Structurally and thematically, this picture is similar to one of Teniers’s best-known paintings, Kitchen Interior (Mauritshuis, The Hague), which shows a seated woman peeling apples in a cavernous kitchen with a still life of fruit, pots and a panoply of dead game to her right and a dog to her left.

In the National Gallery version she sits, a model of demure virtue, alone with her faithful greyhound. The setting is a much more modest outhouse. A pile of gleaming pots and pans forms the still life, and a butter churn sits in the background gloom. Close examination of the painting style suggests that it may be by a follower of Teniers, possibly his brother Juliaen.

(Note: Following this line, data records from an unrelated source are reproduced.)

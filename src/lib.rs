//! # nahw
//!
//! nahw is a lexer and single-pass syntax/semantic checker for a tiny
//! imperative language with Arabic keywords. It validates a program's
//! grammar while evaluating its declarations and assignments, and reports
//! either success or the first error encountered together with the final
//! state of every scope.

#![warn(
    clippy::redundant_clone,
    clippy::needless_pass_by_value,
    clippy::similar_names,
    clippy::large_enum_variant,
    clippy::string_lit_as_bytes,
    clippy::match_same_arms,
    clippy::cargo,
    clippy::nursery,
    clippy::perf,
    clippy::style,
    clippy::suspicious,
    clippy::correctness,
    clippy::complexity,
    clippy::pedantic,
)]
#![allow(clippy::missing_errors_doc)]

use crate::interpreter::{lexer::tokenize, parser::core::Parser, scope::ScopeStack};

/// Provides unified error types for lexing, parsing and execution.
///
/// This module defines all errors that can be raised while checking a
/// program. Every error carries the source line it was detected on.
///
/// # Responsibilities
/// - Defines error enums for all failure modes (lexer, parser, semantics).
/// - Combines them into the single [`error::Error`] surface.
pub mod error;
/// Orchestrates the process of checking source code.
///
/// This module ties together lexing, parsing with immediate evaluation, the
/// scoped symbol table and value representations.
///
/// # Responsibilities
/// - Coordinates all core components: lexer, parser, symbol table and values.
/// - Manages the flow of data and errors between phases.
pub mod interpreter;
/// General utilities for safe numeric conversion.
pub mod util;

pub use error::Error;

/// The outcome of checking one program.
///
/// The scope stack is returned whether or not checking succeeded. On failure
/// it reflects every statement executed before the error, including blocks
/// that were still open.
#[derive(Debug)]
pub struct Report {
    /// `Ok(())` if the program is syntactically and semantically valid.
    pub outcome: Result<(), Error>,
    /// The symbol table as it stood when checking stopped.
    pub scopes:  ScopeStack,
}

impl Report {
    /// Returns `true` if the program was accepted.
    #[must_use]
    pub const fn is_valid(&self) -> bool {
        self.outcome.is_ok()
    }
}

/// Lexes, parses and executes a program, returning the outcome and the final
/// scope stack.
///
/// A lexical error stops before parsing starts, leaving only the empty
/// global scope.
///
/// # Examples
/// ```
/// use nahw::{check, interpreter::value::core::Value};
///
/// let report = check("var x = 2;\nx = x * 21;");
/// assert!(report.is_valid());
/// assert_eq!(report.scopes.lookup("x").unwrap().value, Some(Value::Integer(42)));
///
/// // Statements before the error have already executed.
/// let report = check("var a = 1;\nb = 2;");
/// assert!(!report.is_valid());
/// assert!(report.scopes.lookup("a").is_some());
/// ```
#[must_use]
pub fn check(source: &str) -> Report {
    let tokens = match tokenize(source) {
        Ok(tokens) => tokens,
        Err(e) => {
            return Report { outcome: Err(e.into()),
                            scopes:  ScopeStack::new(), };
        },
    };

    let mut parser = Parser::new(&tokens);
    let outcome = parser.parse();

    Report { outcome,
             scopes: parser.into_scopes() }
}

/// Checks a program and returns its final scope stack on success.
///
/// # Errors
/// Returns the first lexical, syntactic or semantic error encountered.
///
/// # Examples
/// ```
/// use nahw::get_result;
///
/// let scopes = get_result("متغير y = 5;").unwrap();
/// assert_eq!(scopes.global().len(), 1);
///
/// // Example with an intentional error (unknown variable).
/// assert!(get_result("var y = x + 1;").is_err());
/// ```
pub fn get_result(source: &str) -> Result<ScopeStack, Error> {
    let Report { outcome, scopes } = check(source);
    outcome.map(|()| scopes)
}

Several of the pans and some of the furniture, including the butter churn, reappear in another painting in the National Gallery’s collection, Teniers’s An Old Peasant caresses a Kitchen Maid in a Stable.

Key facts

Details

Full title
An Old Woman peeling Pears
Artist
Follower of David Teniers the Younger
Artist dates
1610 - 1690
Date made
after 1640s
Medium and support
oil on canvas
Dimensions
48.6 × 66.5 cm
Inscription summary
Inscribed
Acquisition credit
Bought, 1870
Inventory number
NG805
Location
Not on display
Collection
Main Collection

About this record

If you know more about this painting or have spotted an error, please contact us. Please note that exhibition histories are listed from 2009 onwards. Bibliographies may not be complete; more comprehensive information is available in the National Gallery Library.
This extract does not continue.